Dáil debates

Wednesday, 5 December 2007

4:00 pm

Photo of Richard BrutonRichard Bruton (Dublin North Central, Fine Gael)

The level of applause would indicate many backbenchers wish there was a regime change.

The truth is this budget represented a very stern test of the leadership of the Minister. It was a test to see if he had the courage to break down the patterns of incompetence and indifference which has surrounded this complacent Government and the vision to embrace real reform and see real change in the way we spend money. This is what the country has been crying out for. The bleak answer today is that he is not willing to face those challenges. He has bottled the challenge; he is all bark and no bite. He cannot see that the reason our public finances are in the diabolical state they are in is the sloppy, self-indulgent and wasteful way this Government has spent money.

The Minister is a back seat passenger in the Department of Finance just as he was a back seat passenger in other Departments before this. He is avoiding the imprint of failure by simply not facing up to the challenges which ought to be addressed. As a result of his behaviour, we have seen that the gains of the Celtic tiger have been frittered away. The tax bonanza has been spent but we do not have a world-class infrastructure, a world-class health service or efficiency in the public sector. The money has been spent but we have not delivered the change for which the country was crying out. We trail every league in service delivery. Whether in infrastructure, health or waiting times, we are at the bottom of the league.

The Minister's reign in the Department of Finance has been characterised by leaving problems to fester until it is too late, when the damage is done and the benefit of action has been impaired. We see that again today. He waited for the housing market to collapse before he addressed the needed reform in stamp duty. As a result of his obstinate refusal to reform that tax, we have seen housing sales diminish month by month to half what they were at the beginning of January this year. He is a great man to have six months after a crash in the housing market.

The same is true of the environment. This Government promised it would reform VRT in 2002 and here we are six years later. It is six years during which 600,000 extra cars went on the road — 600,000 extra cars with more carbon emissions now than six years ago. That is the reality. It is too late to address these issues. The time to address them was much earlier so we would not face huge fines for which we will have to borrow to pay in the year ahead.

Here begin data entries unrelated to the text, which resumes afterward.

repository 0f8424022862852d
mod init;

pub use init::init_telemetry;
//! Parcel Extraction Library
//!
//! Turns the free text of a listing document into a [`PropertyData`] by asking a language
//! model for JSON shaped like a fixed schema, then normalizing whatever comes back.
//!
//! [`PropertyData`]: parcel_core::models::PropertyData

pub mod error;
pub mod extractor;
pub mod model;
pub mod normalize;
pub mod openai;
pub mod prompt;
pub mod schema;

pub use error::ExtractionError;
pub use extractor::SchemaExtractor;
pub use model::{Completion, CompletionRequest, LanguageModel, TokenUsage};
pub use normalize::{parse_property_data, strip_code_fences};
pub use openai::OpenAiChatModel;
pub use prompt::PromptBuilder;
pub use schema::{FieldKind, PropertySchema, SchemaField};
//! Document fetching
//!
//! Retrieves the raw bytes of a submitted document. A fetch is a single attempt: any
//! failure is returned to the caller, which decides whether to resubmit.

mod url_guard;

use std::time::Duration;

use async_trait::async_trait;
use bytes::{Bytes, BytesMut};
use parcel_core::FetchConfig;
use thiserror::Error;

pub use url_guard::validate_document_url;

/// Redirect hops followed before giving up.
const MAX_REDIRECTS: usize = 5;

#[derive(Debug, Error)]
pub enum FetchError {
    #[error("Invalid document URL: {0}")]
    InvalidUrl(String),

    #[error("Document URL not allowed: {0}")]
    Blocked(String),

    #[error("HTTP {status} {reason}")]
    Status { status: u16, reason: String },

    #[error("Request timed out after {0:?}")]
    Timeout(Duration),

    #[error("Network error: {0}")]
    Network(String),

    #[error("Document too large: {size} bytes (max: {max} bytes)")]
    TooLarge { size: usize, max: usize },

    #[error("Document is empty")]
    Empty,
}

/// Retrieves document bytes from a dereferenceable location.
#[async_trait]
pub trait DocumentFetcher: Send + Sync {
    async fn fetch(&self, url: &str) -> Result<Bytes, FetchError>;
}

/// Fetches documents over HTTP(S).
pub struct HttpDocumentFetcher {
    client: reqwest::Client,
    config: FetchConfig,
}

impl HttpDocumentFetcher {
    pub fn new(config: FetchConfig) -> Result<Self, FetchError> {
        let client = reqwest::Client::builder()
            .timeout(config.timeout)
            // Redirects are followed in `fetch` so every hop passes the URL guard.
            .redirect(reqwest::redirect::Policy::none())
            .build()
            .map_err(|e| FetchError::Network(format!("Failed to create HTTP client: {}", e)))?;

        Ok(Self { client, config })
    }

    async fn validate(&self, url: &str) -> Result<reqwest::Url, FetchError> {
        validate_document_url(
            url,
            self.config.allow_private_hosts,
            self.config.allowlist.as_deref(),
        )
        .await
    }

    fn map_request_error(&self, err: reqwest::Error) -> FetchError {
        if err.is_timeout() {
            FetchError::Timeout(self.config.timeout)
        } else {
            FetchError::Network(err.to_string())
        }
    }
}

#[async_trait]
impl DocumentFetcher for HttpDocumentFetcher {
    async fn fetch(&self, url: &str) -> Result<Bytes, FetchError> {
        let mut url = self.validate(url).await?;

        let start = std::time::Instant::now();
        let max = self.config.max_document_size_bytes;

        let mut redirects = 0;
        let mut response = loop {
            let response = self
                .client
                .get(url.clone())
                .send()
                .await
                .map_err(|e| self.map_request_error(e))?;

            if !response.status().is_redirection() {
                break response;
            }
            let location = response.headers().get(reqwest::header::LOCATION).cloned();
            let Some(location) = location else {
                break response;
            };

            redirects += 1;
            if redirects > MAX_REDIRECTS {
                return Err(FetchError::Network(format!(
                    "too many redirects (max: {})",
                    MAX_REDIRECTS
                )));
            }

            let location = location
                .to_str()
                .map_err(|_| FetchError::InvalidUrl("redirect location is not valid UTF-8".to_string()))?;
            let next = url
                .join(location)
                .map_err(|e| FetchError::InvalidUrl(format!("{}: {}", location, e)))?;

            tracing::debug!(from = %url, to = %next, "Following document redirect");
            url = self.validate(next.as_str()).await?;
        };

        let status = response.status();
        if !status.is_success() {
            return Err(FetchError::Status {
                status: status.as_u16(),
                reason: status.canonical_reason().unwrap_or("Unknown").to_string(),
            });
        }

        if let Some(length) = response.content_length() {
            if length as usize > max {
                return Err(FetchError::TooLarge {
                    size: length as usize,
                    max,
                });
            }
        }

        let mut body = BytesMut::new();
        while let Some(chunk) = response
            .chunk()
            .await
            .map_err(|e| self.map_request_error(e))?
        {
            if body.len() + chunk.len() > max {
                return Err(FetchError::TooLarge {
                    size: body.len() + chunk.len(),
                    max,
                });
            }
            body.extend_from_slice(&chunk);
        }

        if body.is_empty() {
            return Err(FetchError::Empty);
        }

        tracing::info!(
            host = url.host_str().unwrap_or_default(),
            size_bytes = body.len(),
            duration_ms = start.elapsed().as_secs_f64() * 1000.0,
            "Document fetched"
        );

        Ok(body.freeze())
    }
}

#[cfg(test)]
mod tests {
    use super::*;

    fn config(max_document_size_bytes: usize) -> FetchConfig {
        FetchConfig {
            timeout: Duration::from_secs(5),
            max_document_size_bytes,
            allow_private_hosts: true,
            allowlist: None,
        }
    }

    #[tokio::test]
    async fn test_fetch_returns_body() {
        let mut server = mockito::Server::new_async().await;
        let mock = server
            .mock("GET", "/listing.pdf")
            .with_status(200)
            .with_header("content-type", "application/pdf")
            .with_body("%PDF-1.4 body")
            .create_async()
            .await;

        let fetcher = HttpDocumentFetcher::new(config(1024)).unwrap();
        let bytes = fetcher
            .fetch(&format!("{}/listing.pdf", server.url()))
            .await
            .unwrap();

        assert_eq!(&bytes[..], b"%PDF-1.4 body");
        mock.assert_async().await;
    }

    #[tokio::test]
    async fn test_fetch_non_success_status() {
        let mut server = mockito::Server::new_async().await;
        server
            .mock("GET", "/missing.pdf")
            .with_status(404)
            .create_async()
            .await;

        let fetcher = HttpDocumentFetcher::new(config(1024)).unwrap();
        let err = fetcher
            .fetch(&format!("{}/missing.pdf", server.url()))
            .await
            .unwrap_err();

        assert!(matches!(err, FetchError::Status { status: 404, .. }));
        assert_eq!(err.to_string(), "HTTP 404 Not Found");
    }

    #[tokio::test]
    async fn test_fetch_rejects_oversized_body() {
        let mut server = mockito::Server::new_async().await;
        server
            .mock("GET", "/big.pdf")
            .with_status(200)
            .with_body(vec![b'x'; 64])
            .create_async()
            .await;

        let fetcher = HttpDocumentFetcher::new(config(16)).unwrap();
        let err = fetcher
            .fetch(&format!("{}/big.pdf", server.url()))
            .await
            .unwrap_err();

        assert!(matches!(err, FetchError::TooLarge { max: 16, .. }));
    }

    #[tokio::test]
    async fn test_fetch_empty_body() {
        let mut server = mockito::Server::new_async().await;
        server
            .mock("GET", "/empty.pdf")
            .with_status(200)
            .create_async()
            .await;

        let fetcher = HttpDocumentFetcher::new(config(1024)).unwrap();
        let err = fetcher
            .fetch(&format!("{}/empty.pdf", server.url()))
            .await
            .unwrap_err();

        assert!(matches!(err, FetchError::Empty));
    }

    #[tokio::test]
    async fn test_fetch_blocks_private_hosts_by_default() {
        let mut config = config(1024);
        config.allow_private_hosts = false;
        let fetcher = HttpDocumentFetcher::new(config).unwrap();

        let err = fetcher
            .fetch("http://127.0.0.1:9/listing.pdf")
            .await
            .unwrap_err();
        assert!(matches!(err, FetchError::Blocked(_)));
    }

    #[tokio::test]
    async fn test_fetch_blocks_ipv4_mapped_loopback() {
        let mut server = mockito::Server::new_async().await;
        let mock = server
            .mock("GET", "/secret.pdf")
            .with_status(200)
            .with_body("%PDF-internal")
            .expect(0)
            .create_async()
            .await;

        let mut config = config(1024);
        config.allow_private_hosts = false;
        let fetcher = HttpDocumentFetcher::new(config).unwrap();

        let port = server.socket_address().port();
        let err = fetcher
            .fetch(&format!("http://[::ffff:127.0.0.1]:{}/secret.pdf", port))
            .await
            .unwrap_err();

        assert!(matches!(err, FetchError::Blocked(_)));
        mock.assert_async().await;
    }

    #[tokio::test]
    async fn test_fetch_follows_redirect_on_same_host() {
        let mut server = mockito::Server::new_async().await;
        server
            .mock("GET", "/old.pdf")
            .with_status(302)
            .with_header("location", "/listing.pdf")
            .create_async()
            .await;
        server
            .mock("GET", "/listing.pdf")
            .with_status(200)
            .with_body("%PDF-1.4 moved")
            .create_async()
            .await;

        let fetcher = HttpDocumentFetcher::new(config(1024)).unwrap();
        let bytes = fetcher
            .fetch(&format!("{}/old.pdf", server.url()))
            .await
            .unwrap();

        assert_eq!(&bytes[..], b"%PDF-1.4 moved");
    }

    #[tokio::test]
    async fn test_fetch_checks_every_redirect_target() {
        let mut server = mockito::Server::new_async().await;
        server
            .mock("GET", "/listing.pdf")
            .with_status(302)
            .with_header("location", "http://metadata.example.net/secret.pdf")
            .create_async()
            .await;

        let mut config = config(1024);
        config.allowlist = Some(vec!["127.0.0.1".to_string()]);
        let fetcher = HttpDocumentFetcher::new(config).unwrap();

        let err = fetcher
            .fetch(&format!("{}/listing.pdf", server.url()))
            .await
            .unwrap_err();

        assert!(matches!(err, FetchError::Blocked(_)));
    }

    #[tokio::test]
    async fn test_fetch_stops_redirect_loops() {
        let mut server = mockito::Server::new_async().await;
        server
            .mock("GET", "/loop.pdf")
            .with_status(302)
            .with_header("location", "/loop.pdf")
            .expect(MAX_REDIRECTS + 1)
            .create_async()
            .await;

        let fetcher = HttpDocumentFetcher::new(config(1024)).unwrap();
        let err = fetcher
            .fetch(&format!("{}/loop.pdf", server.url()))
            .await
            .unwrap_err();

        assert!(matches!(err, FetchError::Network(ref msg) if msg.contains("too many redirects")));
    }

    #[tokio::test]
    async fn test_fetch_connection_refused_is_network_error() {
        let fetcher = HttpDocumentFetcher::new(config(1024)).unwrap();
        let err = fetcher
            .fetch("http://127.0.0.1:9/listing.pdf")
            .await
            .unwrap_err();
        assert!(matches!(err, FetchError::Network(_)));
    }
}
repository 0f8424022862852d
//! Database transaction utilities

use sqlx::{PgPool, Postgres, Transaction};

/// A transaction that must be committed explicitly.
///
/// Dropping the guard without calling [`TransactionGuard::commit`] rolls the transaction
/// back, so an error returned halfway through a write leaves nothing behind.
///
/// ```ignore
/// let mut tx = TransactionGuard::begin(&pool).await?;
/// sqlx::query("INSERT INTO ...").execute(tx.executor()?).await?;
/// tx.commit().await?;
/// ```
pub struct TransactionGuard<'a> {
    transaction: Option<Transaction<'a, Postgres>>,
}

impl<'a> TransactionGuard<'a> {
    pub async fn begin(pool: &'a PgPool) -> Result<Self, sqlx::Error> {
        let transaction = pool.begin().await?;

        Ok(Self {
            transaction: Some(transaction),
        })
    }

    /// The open transaction, for use as a query executor.
    pub fn executor(&mut self) -> Result<&mut sqlx::PgConnection, sqlx::Error> {
        match self.transaction.as_mut() {
            Some(tx) => Ok(&mut **tx),
            None => Err(sqlx::Error::Protocol(
                "transaction was already committed".to_string(),
            )),
        }
    }

    pub async fn commit(mut self) -> Result<(), sqlx::Error> {
        if let Some(tx) = self.transaction.take() {
            tx.commit().await?;
        }
        Ok(())
    }
}

impl Drop for TransactionGuard<'_> {
    fn drop(&mut self) {
        if self.transaction.is_some() {
            // sqlx queues the rollback when the inner transaction drops.
            tracing::warn!("Transaction dropped without commit, rolling back");
        }
    }
}
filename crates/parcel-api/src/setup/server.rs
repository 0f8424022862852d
//! Server startup and graceful shutdown

use anyhow::{Context, Result};
use axum::Router;
use parcel_core::Config;

/// Start the server with graceful shutdown
pub async fn start_server(config: &Config, app: Router) -> Result<()> {
    let addr = format!("{}:{}", config.server().host, config.server_port());
    tracing::info!(addr = %addr, "Starting server");

    let listener = tokio::net::TcpListener::bind(&addr)
        .await
        .with_context(|| format!("Failed to bind {}", addr))?;

    let pipeline = config.pipeline();
    tracing::info!(
        max_document_mb = config.fetch().max_document_size_bytes / 1024 / 1024,
        fetch_timeout_secs = pipeline.fetch_timeout.as_secs(),
        model_timeout_secs = pipeline.model_timeout.as_secs(),
        persist_timeout_secs = pipeline.persist_timeout.as_secs(),
        "Server ready and accepting connections"
    );

    axum::serve(listener, app)
        .with_graceful_shutdown(shutdown_signal())
        .await?;

    Ok(())
}

/// Resolves on Ctrl+C (SIGINT) or SIGTERM.
///
/// If a handler cannot be installed the error is logged and that signal is ignored.
async fn shutdown_signal() {
    let ctrl_c = async {
        if let Err(e) = tokio::signal::ctrl_c().await {
            tracing::error!(error = %e, "Failed to install Ctrl+C handler");
            std::future::pending::<()>().await;
        }
    };

    #[cfg(unix)]
    let terminate = async {
        match tokio::signal::unix::signal(tokio::signal::unix::SignalKind::terminate()) {
            Ok(mut signal) => {
                signal.recv().await;
            }
            Err(e) => {
                tracing::error!(error = %e, "Failed to install SIGTERM handler");
                std::future::pending::<()>().await;
            }
        }
    };

    #[cfg(not(unix))]
    let terminate = std::future::pending::<()>();

    tokio::select! {
        _ = ctrl_c => {
            tracing::info!("Received Ctrl+C signal");
        },
        _ = terminate => {
            tracing::info!("Received terminate signal");
        },
    }

    tracing::info!("Shutting down gracefully...");
}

The Minister can talk the talk but he does not walk the walk. Prudence and reform are new sound bites he has picked up in the Department of Finance and he delivers them in sombre tones as befits his hoped for new status in Government. The truth is that it is all about sound bites. There is no action to back it up. It is simply not enough to change the rhetoric while perpetuating the bad practices of the past. The public will look back on this budget as one where the opportunity to take real decisions, which would change the way money is spent, was fluffed and the soft option was taken instead.

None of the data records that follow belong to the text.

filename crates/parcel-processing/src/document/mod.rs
//! Document text extraction

pub mod pdf;

use async_trait::async_trait;
use bytes::Bytes;
use parcel_core::models::ExtractedText;
use thiserror::Error;

pub use pdf::PdfTextExtractor;

#[derive(Debug, Error)]
pub enum ParseError {
    #[error("Document is not a PDF (missing %PDF header)")]
    NotPdf,

    #[error("Malformed PDF: {0}")]
    Malformed(String),

    #[error("PDF contains no pages")]
    NoPages,
}

/// Turns raw document bytes into page-ordered text.
#[async_trait]
pub trait TextExtractor: Send + Sync {
    async fn extract(&self, data: Bytes) -> Result<ExtractedText, ParseError>;
}
use crate::error::{ErrorResponse, HttpAppError, ValidatedJson};
use crate::services::import::ImportRequest;
use crate::state::AppState;
use axum::{extract::State, response::IntoResponse, Json};
use parcel_core::models::PropertyRecord;
use parcel_core::AppError;
use serde::{Deserialize, Serialize};
use std::sync::Arc;
use utoipa::ToSchema;

#[derive(Debug, Deserialize, ToSchema)]
#[serde(rename_all = "camelCase")]
pub struct ImportPropertyRequest {
    /// Location of the PDF brochure. `pdfUrl` is accepted as well.
    #[serde(default, alias = "pdfUrl")]
    pub document_url: Option<String>,
    /// Name to archive the document under; defaults to the last URL path segment.
    #[serde(default)]
    pub file_name: Option<String>,
}

#[derive(Debug, Serialize, ToSchema)]
pub struct ImportPropertyResponse {
    pub success: bool,
    pub property: PropertyRecord,
}

#[utoipa::path(
    post,
    path = "/api/v0/properties/import",
    tag = "properties",
    request_body = ImportPropertyRequest,
    responses(
        (status = 200, description = "Property imported", body = ImportPropertyResponse),
        (status = 400, description = "Missing or invalid document URL", body = ErrorResponse),
        (status = 422, description = "Document could not be parsed", body = ErrorResponse),
        (status = 502, description = "Document host or model failed", body = ErrorResponse),
        (status = 504, description = "An import stage timed out", body = ErrorResponse),
        (status = 500, description = "Archive or database failure", body = ErrorResponse)
    )
)]
#[tracing::instrument(skip_all)]
pub async fn import_property(
    State(state): State<Arc<AppState>>,
    ValidatedJson(body): ValidatedJson<ImportPropertyRequest>,
) -> Result<impl IntoResponse, HttpAppError> {
    let document_url = body
        .document_url
        .map(|url| url.trim().to_string())
        .filter(|url| !url.is_empty())
        .ok_or_else(|| AppError::BadRequest("PDF URL is required".to_string()))?;

    let property = state
        .pipeline
        .run(ImportRequest::new(document_url, body.file_name))
        .await?;

    Ok(Json(ImportPropertyResponse {
        success: true,
        property,
    }))
}
//! Parcel API Library
//!
//! HTTP surface, import orchestration and application setup.

mod api_doc;
pub mod constants;
mod handlers;
pub mod services;
pub mod setup;
mod telemetry;

pub mod error;
pub mod state;

pub use error::{ErrorResponse, HttpAppError};
pub use services::import::{ImportFailure, ImportPipeline, ImportRequest, ImportState};
pub use state::AppState;
//! Parcel Storage Library
//!
//! Storage abstraction with S3 and local filesystem backends, plus the archiver that
//! writes submitted source documents to durable storage.
//!
//! # Storage key format
//!
//! Archived documents live at `{prefix}/{timestamp}_{name}` (see [`archive`]).
//! Keys must not contain `..` or a leading `/`.

pub mod archive;
pub mod factory;
#[cfg(feature = "storage-local")]
pub mod local;
#[cfg(feature = "storage-s3")]
pub mod s3;
pub mod traits;

// Re-export commonly used types
pub use archive::{archive_key, sanitize_document_name, ArchiveError, DocumentArchiver};
pub use factory::create_storage;
#[cfg(feature = "storage-local")]
pub use local::LocalStorage;
pub use parcel_core::StorageBackend;
#[cfg(feature = "storage-s3")]
pub use s3::S3Storage;
pub use traits::{Storage, StorageError, StorageResult};
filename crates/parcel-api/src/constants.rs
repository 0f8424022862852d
//! API constants

/// Versioned prefix for every API route.
pub const API_PREFIX: &str = "/api/v0";

/// Path the OpenAPI document is served from.
pub const OPENAPI_PATH: &str = "/api/openapi.json";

It is a hit and hope budget — persisting on the same path but hoping for a better outcome this time. However, we know what will happen when that hope is not realised. Ordinary families and small businesses will have to pick up the cost. It will not be the 16 Ministers who have trousered their huge increase in public pay, who are happily insulated in their State cars from any changes to motor tax and who are free from any risk to their pensions while many in the private sector are seeing the collapse in the value of their pensions as we speak.

Under the Minister's stewardship, the high promises trumpeted earlier this year are all gone. Nothing has been done in this budget in respect of tax reform. The prudent surpluses are gone. In terms of Ireland being a debt free country, we are heading in the wrong direction. The 8,000 extra frontline staff are not being delivered. Instead we are seeing obstinate refusal in the face of all evidence to adopt some serious-minded reforms, to stop the big pay increases to senior people in the public service until results are delivered, to demand efficiency and performance from the big spenders, to stop the creeping growth in bureaucracy and to face the flaws in decentralisation which is manifestly failing in so many areas. None of this serious reform has been addressed.

They say that if one gets the reputation for being an early riser, one can lie in bed all day. That could be said of this Government. In the early years, it was alert and ready to face changes. It felt the throb of the economy and it moved to deal with issues and real challenges but that day is long gone.